#### [PROMPT]
Make an exact reproduction of all the data.

START RECORDS FOR THIS EXERCISE

//! Supplier routes.

use axum::{
    Json, Router,
    extract::{Path, State},
    http::StatusCode,
    response::IntoResponse,
    routing::{delete, get, post, put},
};
use serde::Deserialize;
use serde_json::json;
use tracing::error;
use uuid::Uuid;

use crate::AppState;
use crate::middleware::AuthUser;
use crate::routes::{error_response, internal_error};
use gasto_db::SupplierRepository;
use gasto_db::repositories::supplier::{
    CreateSupplierInput, SupplierError, UpdateSupplierInput,
};

/// Creates the supplier routes.
pub fn routes() -> Router<AppState> {
    Router::new()
        .route("/suppliers/create", post(create_supplier))
        .route("/suppliers/all", get(list_suppliers))
        .route("/suppliers/{id}", put(update_supplier))
        .route("/suppliers/{id}", delete(delete_supplier))
}

/// Request body for creating a supplier.
#[derive(Debug, Deserialize)]
pub struct CreateSupplierBody {
    /// Supplier name.
    pub name: String,
    /// Contact email.
    pub email: Option<String>,
    /// Contact phone.
    pub phone: Option<String>,
    /// Postal address.
    pub address: Option<String>,
}

/// Request body for updating a supplier.
#[derive(Debug, Deserialize)]
pub struct UpdateSupplierBody {
    /// New name.
    pub name: Option<String>,
    /// New email.
    pub email: Option<String>,
    /// New phone.
    pub phone: Option<String>,
    /// New address.
    pub address: Option<String>,
    /// New active flag.
    pub is_active: Option<bool>,
}

/// POST `/suppliers/create` - Create a supplier.
async fn create_supplier(
    State(state): State<AppState>,
    auth: AuthUser,
    Json(payload): Json<CreateSupplierBody>,
) -> impl IntoResponse {
    if payload.name.trim().is_empty() {
        return error_response(StatusCode::BAD_REQUEST, "invalid_name", "Name is required");
    }

    let repo = SupplierRepository::new((*state.db).clone());
    let input = CreateSupplierInput {
        name: payload.name,
        email: payload.email,
        phone: payload.phone,
        address: payload.address,
    };

    match repo.create(&auth.actor(), input).await {
        Ok(supplier) => {
            (StatusCode::CREATED, Json(json!({ "supplier": supplier }))).into_response()
        }
        Err(e) => map_supplier_error(&e),
    }
}

/// GET `/suppliers/all` - Suppliers visible to the caller.
async fn list_suppliers(State(state): State<AppState>, auth: AuthUser) -> impl IntoResponse {
    let repo = SupplierRepository::new((*state.db).clone());

    match repo.list_for(&auth.actor()).await {
        Ok(suppliers) => (StatusCode::OK, Json(json!({ "suppliers": suppliers }))).into_response(),
        Err(e) => map_supplier_error(&e),
    }
}

/// PUT `/suppliers/{id}` - Update a supplier.
async fn update_supplier(
    State(state): State<AppState>,
    auth: AuthUser,
    Path(id): Path<Uuid>,
    Json(payload): Json<UpdateSupplierBody>,
) -> impl IntoResponse {
    let repo = SupplierRepository::new((*state.db).clone());
    let input = UpdateSupplierInput {
        name: payload.name,
        email: payload.email.map(Some),
        phone: payload.phone.map(Some),
        address: payload.address.map(Some),
        is_active: payload.is_active,
    };

    match repo.update(id, &auth.actor(), input).await {
        Ok(supplier) => (StatusCode::OK, Json(json!({ "supplier": supplier }))).into_response(),
        Err(e) => map_supplier_error(&e),
    }
}

/// DELETE `/suppliers/{id}` - Delete a supplier.
async fn delete_supplier(
    State(state): State<AppState>,
    auth: AuthUser,
    Path(id): Path<Uuid>,
) -> impl IntoResponse {
    let repo = SupplierRepository::new((*state.db).clone());

    match repo.delete(id, &auth.actor()).await {
        Ok(()) => (
            StatusCode::OK,
            Json(json!({ "message": "Supplier deleted successfully" })),
        )
            .into_response(),
        Err(e) => map_supplier_error(&e),
    }
}

/// Maps supplier errors to HTTP responses.
fn map_supplier_error(e: &SupplierError) -> axum::response::Response {
    match e {
        SupplierError::NotFound(id) => error_response(
            StatusCode::NOT_FOUND,
            "not_found",
            format!("Supplier not found: {id}"),
        ),
        SupplierError::Forbidden(message) => {
            error_response(StatusCode::FORBIDDEN, "forbidden", message.clone())
        }
        SupplierError::Database(e) => {
            error!(error = %e, "Supplier operation failed");
            internal_error()
        }
    }
}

END RECORDS FOR THIS EXERCISE

#### [RESULT FOR THIS TASK]
//! Supplier routes.

use axum::{
    Json, Router,
    extract::{Path, State},
    http::StatusCode,
    response::IntoResponse,
    routing::{delete, get, post, put},
};
use serde::Deserialize;
use serde_json::json;
use tracing::error;
use uuid::Uuid;

use crate::AppState;
use crate::middleware::AuthUser;
use crate::routes::{error_response, internal_error};
use gasto_db::SupplierRepository;
use gasto_db::repositories::supplier::{
    CreateSupplierInput, SupplierError, UpdateSupplierInput,
};

/// Creates the supplier routes.
pub fn routes() -> Router<AppState> {
    Router::new()
        .route("/suppliers/create", post(create_supplier))
        .route("/suppliers/all", get(list_suppliers))
        .route("/suppliers/{id}", put(update_supplier))
        .route("/suppliers/{id}", delete(delete_supplier))
}

/// Request body for creating a supplier.
#[derive(Debug, Deserialize)]
pub struct CreateSupplierBody {
    /// Supplier name.
    pub name: String,
    /// Contact email.
    pub email: Option<String>,
    /// Contact phone.
    pub phone: Option<String>,
    /// Postal address.
    pub address: Option<String>,
}

/// Request body for updating a supplier.
#[derive(Debug, Deserialize)]
pub struct UpdateSupplierBody {
    /// New name.
    pub name: Option<String>,
    /// New email.
    pub email: Option<String>,
    /// New phone.
    pub phone: Option<String>,
    /// New address.
    pub address: Option<String>,
    /// New active flag.
    pub is_active: Option<bool>,
}

/// POST `/suppliers/create` - Create a supplier.
async fn create_supplier(
    State(state): State<AppState>,
    auth: AuthUser,
    Json(payload): Json<CreateSupplierBody>,
) -> impl IntoResponse {
    if payload.name.trim().is_empty() {
        return error_response(StatusCode::BAD_REQUEST, "invalid_name", "Name is required");
    }

    let repo = SupplierRepository::new((*state.db).clone());
    let input = CreateSupplierInput {
        name: payload.name,
        email: payload.email,
        phone: payload.phone,
        address: payload.address,
    };

    match repo.create(&auth.actor(), input).await {
        Ok(supplier) => {
            (StatusCode::CREATED, Json(json!({ "supplier": supplier }))).into_response()
        }
        Err(e) => map_supplier_error(&e),
    }
}

/// GET `/suppliers/all` - Suppliers visible to the caller.
async fn list_suppliers(State(state): State<AppState>, auth: AuthUser) -> impl IntoResponse {
    let repo = SupplierRepository::new((*state.db).clone());

    match repo.list_for(&auth.actor()).await {
        Ok(suppliers) => (StatusCode::OK, Json(json!({ "suppliers": suppliers }))).into_response(),
        Err(e) => map_supplier_error(&e),
    }
}

/// PUT `/suppliers/{id}` - Update a supplier.
async fn update_supplier(
    State(state): State<AppState>,
    auth: AuthUser,
    Path(id): Path<Uuid>,
    Json(payload): Json<UpdateSupplierBody>,
) -> impl IntoResponse {
    let repo = SupplierRepository::new((*state.db).clone());
    let input = UpdateSupplierInput {
        name: payload.name,
        email: payload.email.map(Some),
        phone: payload.phone.map(Some),
        address: payload.address.map(Some),
        is_active: payload.is_active,
    };

    match repo.update(id, &auth.actor(), input).await {
        Ok(supplier) => (StatusCode::OK, Json(json!({ "supplier": supplier }))).into_response(),
        Err(e) => map_supplier_error(&e),
    }
}

/// DELETE `/suppliers/{id}` - Delete a supplier.
async fn delete_supplier(
    State(state): State<AppState>,
    auth: AuthUser,
    Path(id): Path<Uuid>,
) -> impl IntoResponse {
    let repo = SupplierRepository::new((*state.db).clone());

    match repo.delete(id, &auth.actor()).await {
        Ok(()) => (
            StatusCode::OK,
            Json(json!({ "message": "Supplier deleted successfully" })),
        )
            .into_response(),
        Err(e) => map_supplier_error(&e),
    }
}

/// Maps supplier errors to HTTP responses.
fn map_supplier_error(e: &SupplierError) -> axum::response::Response {
    match e {
        SupplierError::NotFound(id) => error_response(
            StatusCode::NOT_FOUND,
            "not_found",
            format!("Supplier not found: {id}"),
        ),
        SupplierError::Forbidden(message) => {
            error_response(StatusCode::FORBIDDEN, "forbidden", message.clone())
        }
        SupplierError::Database(e) => {
            error!(error = %e, "Supplier operation failed");
            internal_error()
        }
    }
}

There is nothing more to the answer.